* **WHAT YOU HAVE TO DO**:
Look through the data below, and copy each line that carries the word "definately".

* **RECORDS FOR PROCESSING**:
//! Tests de integración de la canalización de análisis.
//!
//! Ejecutar solo estos tests:  cargo test --test analysis

use std::sync::Arc;

use analizador::sources::{RuleEngine, RuleMatch};
use analizador::{AnalysisError, Analyzer, IssueCategory, ScoringPolicy, Severity};

fn create_analyzer() -> Analyzer {
    Analyzer::new(ScoringPolicy::default()).expect("Failed to create analyzer")
}

/// Motor de reglas estático para los tests: devuelve siempre las mismas
/// coincidencias, sin E/S real.
struct StaticEngine(Vec<RuleMatch>);

impl RuleEngine for StaticEngine {
    fn check(&self, _text: &str) -> Result<Vec<RuleMatch>, analizador::error::EngineError> {
        Ok(self.0.clone())
    }
}

struct BrokenEngine;

impl RuleEngine for BrokenEngine {
    fn check(&self, _text: &str) -> Result<Vec<RuleMatch>, analizador::error::EngineError> {
        Err(analizador::error::EngineError::Io("socket cerrado".to_string()))
    }
}

#[test]
fn test_scenario_subject_verb_disagreement() {
    // "He are happy." debe producir un problema de gramática de severidad
    // alta sobre el rango de "He are" y una puntuación menor que 100.
    let report = create_analyzer().analyze("He are happy.").expect("analiza");

    let grammar: Vec<_> = report
        .issues
        .iter()
        .filter(|i| i.category == IssueCategory::Grammar)
        .collect();
    assert_eq!(grammar.len(), 1, "problemas: {:?}", report.issues);
    assert_eq!(grammar[0].original_span, "He are");
    assert_eq!(grammar[0].severity, Severity::High);
    assert!(
        report.final_score < 100,
        "La puntuación debería bajar de 100: {}",
        report.final_score
    );
}

#[test]
fn test_scenario_clean_text() {
    // Sin problemas de ninguna fuente: el texto corregido es el original
    // y la puntuación es la base ajustada solo por la rama de legibilidad.
    let report = create_analyzer()
        .analyze("This is a simple test sentence.")
        .expect("analiza");

    assert!(report.issues.is_empty(), "problemas: {:?}", report.issues);
    assert_eq!(report.corrected_text, report.original_text);
    // Base 100, legibilidad recortada a 100 (> 80) suma 5, recorte a 100.
    assert_eq!(report.final_score, 100);
    assert_eq!(report.metrics.word_count, 6);
    assert_eq!(report.metrics.sentence_count, 1);
}

#[test]
fn test_scenario_same_range_keeps_higher_precedence_source() {
    // El motor externo y el patrón personalizado señalan exactamente el
    // mismo rango (0, 6) de "He are happy.": debe sobrevivir solo el del
    // motor, que precede en el orden de fuentes.
    let engine = StaticEngine(vec![RuleMatch {
        start: 0,
        end: 6,
        rule_id: "SUBJECT_VERB_AGREEMENT".to_string(),
        rule_category: "GRAMMAR".to_string(),
        message: "engine wins".to_string(),
        suggestions: vec!["He is".to_string()],
    }]);
    let analyzer =
        Analyzer::with_engine(ScoringPolicy::default(), Arc::new(engine)).expect("crea analizador");

    let report = analyzer.analyze("He are happy.").expect("analiza");
    let at_range: Vec<_> = report
        .issues
        .iter()
        .filter(|i| i.start == 0 && i.end == 6)
        .collect();
    assert_eq!(at_range.len(), 1);
    assert_eq!(at_range[0].message, "engine wins");
    // Y su sugerencia se aplica al texto corregido.
    assert_eq!(report.corrected_text, "He is happy.");
}

#[test]
fn test_scenario_long_sentence_without_terminator() {
    // Una oración de 40 palabras sin terminador dispara la heurística de
    // oración larga (estilo/baja) y cuenta como una única oración.
    let text = (0..40).map(|i| format!("token{i}")).collect::<Vec<_>>().join(" ");
    let report = create_analyzer().analyze(&text).expect("analiza");

    assert_eq!(report.metrics.sentence_count, 1);
    let long: Vec<_> = report
        .issues
        .iter()
        .filter(|i| i.message.contains("long sentence"))
        .collect();
    assert_eq!(long.len(), 1);
    assert_eq!(long[0].category, IssueCategory::Style);
    assert_eq!(long[0].severity, Severity::Low);
    assert!(long[0].message.contains("40 words"), "{}", long[0].message);
}

#[test]
fn test_engine_failure_degrades_to_remaining_sources() {
    // Fallo abierto: el motor caído no aborta el análisis; los patrones
    // personalizados siguen detectando.
    let analyzer = Analyzer::with_engine(ScoringPolicy::default(), Arc::new(BrokenEngine))
        .expect("crea analizador");
    let report = analyzer.analyze("He are happy.").expect("analiza");
    assert_eq!(report.issues.len(), 1);
    assert_eq!(report.issues[0].original_span, "He are");
}

#[test]
fn test_out_of_bounds_engine_range_dropped() {
    // Un rango del motor que excede el texto se descarta durante la
    // resolución; el resto del informe se produce igualmente.
    let engine = StaticEngine(vec![RuleMatch {
        start: 0,
        end: 500,
        rule_id: "X".to_string(),
        rule_category: "GRAMMAR".to_string(),
        message: "rango imposible".to_string(),
        suggestions: vec!["boom".to_string()],
    }]);
    let analyzer =
        Analyzer::with_engine(ScoringPolicy::default(), Arc::new(engine)).expect("crea analizador");

    let report = analyzer.analyze("Short text here.").expect("analiza");
    assert!(report.issues.is_empty());
    assert_eq!(report.corrected_text, "Short text here.");
}

#[test]
fn test_corrections_applied_back_to_front() {
    // Varias erratas con reemplazos: los offsets del texto original deben
    // seguir siendo válidos aunque cambien las longitudes.
    let report = create_analyzer()
        .analyze("I definately recieve teh gift.")
        .expect("analiza");
    assert_eq!(report.corrected_text, "I definitely receive the gift.");
    assert_eq!(report.metrics.spelling_errors, 3);
}

#[test]
fn test_issue_ranges_valid_and_sorted() {
    let text = "He are happy about teh results and they is glad,  mostly.";
    let report = create_analyzer().analyze(text).expect("analiza");
    assert!(!report.issues.is_empty());

    let mut previous_start = 0usize;
    for issue in &report.issues {
        assert!(issue.start <= issue.end);
        assert!(issue.end <= report.original_text.len());
        assert!(issue.start >= previous_start, "orden por inicio roto");
        previous_start = issue.start;
    }
}

#[test]
fn test_analysis_deterministic() {
    let text = "He are happy about teh results and they is glad.";
    let a = create_analyzer().analyze(text).expect("analiza");
    let b = create_analyzer().analyze(text).expect("analiza");
    assert_eq!(a.issues, b.issues);
    assert_eq!(a.final_score, b.final_score);
    assert_eq!(a.corrected_text, b.corrected_text);
}

#[test]
fn test_score_bounds_on_error_dense_text() {
    // Texto plagado de errores: la puntuación nunca baja de 0.
    let text = "He are bad. They is bad. We was bad. teh adn recieve seperate definately alot";
    let report = create_analyzer().analyze(text).expect("analiza");
    assert!((0..=100).contains(&report.final_score), "{}", report.final_score);
}

#[test]
fn test_empty_input_precondition() {
    assert!(matches!(
        create_analyzer().analyze("\n\t  "),
        Err(AnalysisError::EmptyText)
    ));
}

#[test]
fn test_report_serializes_to_json() {
    let report = create_analyzer().analyze("He are happy.").expect("analiza");
    let json = serde_json::to_string(&report).expect("serializa");
    assert!(json.contains("\"final_score\""));
    assert!(json.contains("\"corrected_text\""));
    assert!(json.contains("\"checked_at\""));
}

* **ANSWER BELOW**:
        .analyze("I definately recieve teh gift.")
    let text = "He are bad. They is bad. We was bad. teh adn recieve seperate definately alot";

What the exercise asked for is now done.